╭─ EXERCISE INPUT
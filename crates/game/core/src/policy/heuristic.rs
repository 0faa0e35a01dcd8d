use crate::rng::{PcgRng, RngOracle, RollContext, compute_seed};
use crate::state::{MatchState, UnitId};

use super::{Decision, OpponentPolicy, special_is_viable};

/// Default opponent behaviour.
///
/// Targets the living player unit with the lowest hp, breaking ties with a
/// seeded draw, then tries the special with the configured chance when the
/// cooldown is clear. Every roll is derived from the match seed, the action
/// nonce and the actor, so replays with the same seed make the same choices.
#[derive(Clone, Debug, Default)]
pub struct HeuristicPolicy<R: RngOracle = PcgRng> {
    rng: R,
}

impl HeuristicPolicy {
    pub fn new() -> Self {
        Self { rng: PcgRng }
    }
}

impl<R: RngOracle> HeuristicPolicy<R> {
    pub fn with_rng(rng: R) -> Self {
        Self { rng }
    }

    fn special_chance(actor: UnitId, state: &MatchState) -> u32 {
        if actor.is_boss() {
            state.config().boss_special_chance
        } else {
            state.config().enemy_special_chance
        }
    }
}

impl<R: RngOracle> OpponentPolicy for HeuristicPolicy<R> {
    fn decide(&self, actor: UnitId, state: &MatchState) -> Option<Decision> {
        let candidates = state.player().weakest();
        let last = u32::try_from(candidates.len().checked_sub(1)?).ok()?;

        let nonce = state.turn().action_nonce;
        let target_seed = compute_seed(state.seed(), nonce, actor.0, RollContext::Target);
        let pick = self.rng.range(target_seed, 0, last) as usize;
        let target = candidates.get(pick)?.id();

        let special_seed = compute_seed(state.seed(), nonce, actor.0, RollContext::Special);
        let wants_special =
            self.rng.roll_d100(special_seed) <= Self::special_chance(actor, state);

        if wants_special && special_is_viable(actor, state) {
            Some(Decision::Special { target })
        } else {
            Some(Decision::Attack { target })
        }
    }
}
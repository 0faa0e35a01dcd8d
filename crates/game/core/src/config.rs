/// Battle rule constants and tunable parameters.
#[derive(Clone, Debug, PartialEq, Eq)]
#[cfg_attr(feature = "serde", derive(serde::Serialize, serde::Deserialize))]
pub struct BattleConfig {
    /// Base seed for the opponent policy. Combined with the action nonce so
    /// every automated decision draws from its own stream.
    pub seed: u64,

    /// Chance (out of 100) that an enemy-roster unit tries its special.
    pub enemy_special_chance: u32,

    /// Chance (out of 100) that the boss tries its Dark Wave.
    pub boss_special_chance: u32,

    /// Number of narrated entries retained by the battle log.
    pub log_capacity: usize,
}

impl BattleConfig {
    // ===== compile-time constants used as type parameters =====
    /// Units per roster (one per kind).
    pub const ROSTER_SIZE: usize = 3;

    // ===== rule constants =====
    /// Cooldown applied by a unit's special ability.
    pub const SPECIAL_COOLDOWN: u32 = 3;
    /// Cooldown applied by the boss's Dark Wave.
    pub const BOSS_SPECIAL_COOLDOWN: u32 = 4;
    /// Shield duration granted to allies by Empathy Shield.
    pub const ALLY_SHIELD_TURNS: u32 = 2;
    /// Shield duration the shield caster grants itself.
    pub const SELF_SHIELD_TURNS: u32 = 3;
    /// Attack bonus gained once when the boss enters its second phase.
    pub const BOSS_ENRAGE_BONUS: u32 = 10;
    /// Minimum living player units before the boss bothers with Dark Wave.
    pub const DARK_WAVE_MIN_TARGETS: usize = 2;

    // ===== runtime-tunable defaults =====
    pub const DEFAULT_SEED: u64 = 0;
    pub const DEFAULT_ENEMY_SPECIAL_CHANCE: u32 = 30;
    pub const DEFAULT_BOSS_SPECIAL_CHANCE: u32 = 40;
    pub const DEFAULT_LOG_CAPACITY: usize = 10;

    pub fn new() -> Self {
        Self {
            seed: Self::DEFAULT_SEED,
            enemy_special_chance: Self::DEFAULT_ENEMY_SPECIAL_CHANCE,
            boss_special_chance: Self::DEFAULT_BOSS_SPECIAL_CHANCE,
            log_capacity: Self::DEFAULT_LOG_CAPACITY,
        }
    }

    pub fn with_seed(seed: u64) -> Self {
        Self {
            seed,
            ..Self::new()
        }
    }
}

impl Default for BattleConfig {
    fn default() -> Self {
        Self::new()
    }
}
╰─
▶ _REQUIRED WORK_
Copy every line from the entries that contains the word "HeuristicPolicy".

▶ _WRITTEN ANSWER_
pub struct HeuristicPolicy<R: RngOracle = PcgRng> {
impl HeuristicPolicy {
impl<R: RngOracle> HeuristicPolicy<R> {
impl<R: RngOracle> OpponentPolicy for HeuristicPolicy<R> {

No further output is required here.